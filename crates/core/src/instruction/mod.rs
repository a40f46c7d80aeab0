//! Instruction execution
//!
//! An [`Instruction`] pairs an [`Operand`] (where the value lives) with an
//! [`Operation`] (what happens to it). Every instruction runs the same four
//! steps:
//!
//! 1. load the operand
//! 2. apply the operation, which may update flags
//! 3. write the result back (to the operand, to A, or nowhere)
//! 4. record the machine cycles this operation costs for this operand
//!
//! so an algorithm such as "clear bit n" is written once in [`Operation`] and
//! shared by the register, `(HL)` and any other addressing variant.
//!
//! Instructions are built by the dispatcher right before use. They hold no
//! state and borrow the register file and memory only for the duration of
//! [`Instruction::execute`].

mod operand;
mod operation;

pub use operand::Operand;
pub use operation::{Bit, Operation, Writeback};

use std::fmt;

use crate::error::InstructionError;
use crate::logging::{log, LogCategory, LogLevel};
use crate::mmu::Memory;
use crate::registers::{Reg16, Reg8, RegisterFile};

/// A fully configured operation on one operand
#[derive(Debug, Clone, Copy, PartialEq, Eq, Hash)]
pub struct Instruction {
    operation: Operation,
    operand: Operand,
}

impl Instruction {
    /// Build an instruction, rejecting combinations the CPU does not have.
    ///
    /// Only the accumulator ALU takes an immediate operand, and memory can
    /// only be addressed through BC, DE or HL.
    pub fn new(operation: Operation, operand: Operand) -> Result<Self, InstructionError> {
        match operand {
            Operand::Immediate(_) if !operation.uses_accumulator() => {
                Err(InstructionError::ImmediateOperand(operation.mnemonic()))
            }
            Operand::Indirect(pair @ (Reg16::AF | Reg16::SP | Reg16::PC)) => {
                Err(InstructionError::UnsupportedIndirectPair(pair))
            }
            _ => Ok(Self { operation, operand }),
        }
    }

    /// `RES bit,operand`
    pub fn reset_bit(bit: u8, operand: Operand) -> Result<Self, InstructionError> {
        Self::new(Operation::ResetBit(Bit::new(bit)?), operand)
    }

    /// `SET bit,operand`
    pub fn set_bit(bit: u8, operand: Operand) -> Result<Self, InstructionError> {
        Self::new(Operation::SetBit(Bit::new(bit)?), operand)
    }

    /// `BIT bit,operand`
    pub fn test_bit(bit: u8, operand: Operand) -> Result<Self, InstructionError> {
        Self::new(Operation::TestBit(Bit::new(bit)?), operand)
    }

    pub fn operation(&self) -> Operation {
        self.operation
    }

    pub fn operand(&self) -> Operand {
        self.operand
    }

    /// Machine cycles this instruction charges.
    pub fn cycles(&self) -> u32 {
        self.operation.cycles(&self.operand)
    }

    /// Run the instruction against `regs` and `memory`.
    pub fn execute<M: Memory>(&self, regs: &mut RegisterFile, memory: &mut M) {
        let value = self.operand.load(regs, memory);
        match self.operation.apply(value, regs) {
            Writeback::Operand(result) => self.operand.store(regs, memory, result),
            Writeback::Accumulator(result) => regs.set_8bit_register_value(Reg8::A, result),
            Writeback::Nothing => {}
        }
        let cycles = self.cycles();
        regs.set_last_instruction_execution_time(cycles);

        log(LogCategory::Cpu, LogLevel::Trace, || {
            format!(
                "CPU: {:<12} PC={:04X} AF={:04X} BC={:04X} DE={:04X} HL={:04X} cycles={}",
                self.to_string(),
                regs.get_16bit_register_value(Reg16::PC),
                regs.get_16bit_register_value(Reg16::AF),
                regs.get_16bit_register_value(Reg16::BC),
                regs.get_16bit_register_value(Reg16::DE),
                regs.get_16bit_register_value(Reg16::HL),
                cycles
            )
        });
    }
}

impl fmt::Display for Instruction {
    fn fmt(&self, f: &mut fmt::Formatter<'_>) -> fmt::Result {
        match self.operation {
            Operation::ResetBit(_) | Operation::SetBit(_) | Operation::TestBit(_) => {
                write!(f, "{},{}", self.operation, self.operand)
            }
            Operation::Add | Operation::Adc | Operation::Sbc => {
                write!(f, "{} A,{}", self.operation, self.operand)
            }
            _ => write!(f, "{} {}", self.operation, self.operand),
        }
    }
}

§ **ASSIGNMENT**
Please copy out every line shown above, exactly.

§ **YOUR SOLUTION**
filename crates/core/src/instruction/mod.rs
repository a40f46c7d80aeab0
//! Instruction execution
//!
//! An [`Instruction`] pairs an [`Operand`] (where the value lives) with an
//! [`Operation`] (what happens to it). Every instruction runs the same four
//! steps:
//!
//! 1. load the operand
//! 2. apply the operation, which may update flags
//! 3. write the result back (to the operand, to A, or nowhere)
//! 4. record the machine cycles this operation costs for this operand
//!
//! so an algorithm such as "clear bit n" is written once in [`Operation`] and
//! shared by the register, `(HL)` and any other addressing variant.
//!
//! Instructions are built by the dispatcher right before use. They hold no
//! state and borrow the register file and memory only for the duration of
//! [`Instruction::execute`].

mod operand;
mod operation;

pub use operand::Operand;
pub use operation::{Bit, Operation, Writeback};

use std::fmt;

use crate::error::InstructionError;
use crate::logging::{log, LogCategory, LogLevel};
use crate::mmu::Memory;
use crate::registers::{Reg16, Reg8, RegisterFile};

/// A fully configured operation on one operand
#[derive(Debug, Clone, Copy, PartialEq, Eq, Hash)]
pub struct Instruction {
    operation: Operation,
    operand: Operand,
}

impl Instruction {
    /// Build an instruction, rejecting combinations the CPU does not have.
    ///
    /// Only the accumulator ALU takes an immediate operand, and memory can
    /// only be addressed through BC, DE or HL.
    pub fn new(operation: Operation, operand: Operand) -> Result<Self, InstructionError> {
        match operand {
            Operand::Immediate(_) if !operation.uses_accumulator() => {
                Err(InstructionError::ImmediateOperand(operation.mnemonic()))
            }
            Operand::Indirect(pair @ (Reg16::AF | Reg16::SP | Reg16::PC)) => {
                Err(InstructionError::UnsupportedIndirectPair(pair))
            }
            _ => Ok(Self { operation, operand }),
        }
    }

    /// `RES bit,operand`
    pub fn reset_bit(bit: u8, operand: Operand) -> Result<Self, InstructionError> {
        Self::new(Operation::ResetBit(Bit::new(bit)?), operand)
    }

    /// `SET bit,operand`
    pub fn set_bit(bit: u8, operand: Operand) -> Result<Self, InstructionError> {
        Self::new(Operation::SetBit(Bit::new(bit)?), operand)
    }

    /// `BIT bit,operand`
    pub fn test_bit(bit: u8, operand: Operand) -> Result<Self, InstructionError> {
        Self::new(Operation::TestBit(Bit::new(bit)?), operand)
    }

    pub fn operation(&self) -> Operation {
        self.operation
    }

    pub fn operand(&self) -> Operand {
        self.operand
    }

    /// Machine cycles this instruction charges.
    pub fn cycles(&self) -> u32 {
        self.operation.cycles(&self.operand)
    }

    /// Run the instruction against `regs` and `memory`.
    pub fn execute<M: Memory>(&self, regs: &mut RegisterFile, memory: &mut M) {
        let value = self.operand.load(regs, memory);
        match self.operation.apply(value, regs) {
            Writeback::Operand(result) => self.operand.store(regs, memory, result),
            Writeback::Accumulator(result) => regs.set_8bit_register_value(Reg8::A, result),
            Writeback::Nothing => {}
        }
        let cycles = self.cycles();
        regs.set_last_instruction_execution_time(cycles);

        log(LogCategory::Cpu, LogLevel::Trace, || {
            format!(
                "CPU: {:<12} PC={:04X} AF={:04X} BC={:04X} DE={:04X} HL={:04X} cycles={}",
                self.to_string(),
                regs.get_16bit_register_value(Reg16::PC),
                regs.get_16bit_register_value(Reg16::AF),
                regs.get_16bit_register_value(Reg16::BC),
                regs.get_16bit_register_value(Reg16::DE),
                regs.get_16bit_register_value(Reg16::HL),
                cycles
            )
        });
    }
}

impl fmt::Display for Instruction {
    fn fmt(&self, f: &mut fmt::Formatter<'_>) -> fmt::Result {
        match self.operation {
            Operation::ResetBit(_) | Operation::SetBit(_) | Operation::TestBit(_) => {
                write!(f, "{},{}", self.operation, self.operand)
            }
            Operation::Add | Operation::Adc | Operation::Sbc => {
                write!(f, "{} A,{}", self.operation, self.operand)
            }
            _ => write!(f, "{} {}", self.operation, self.operand),
        }
    }
}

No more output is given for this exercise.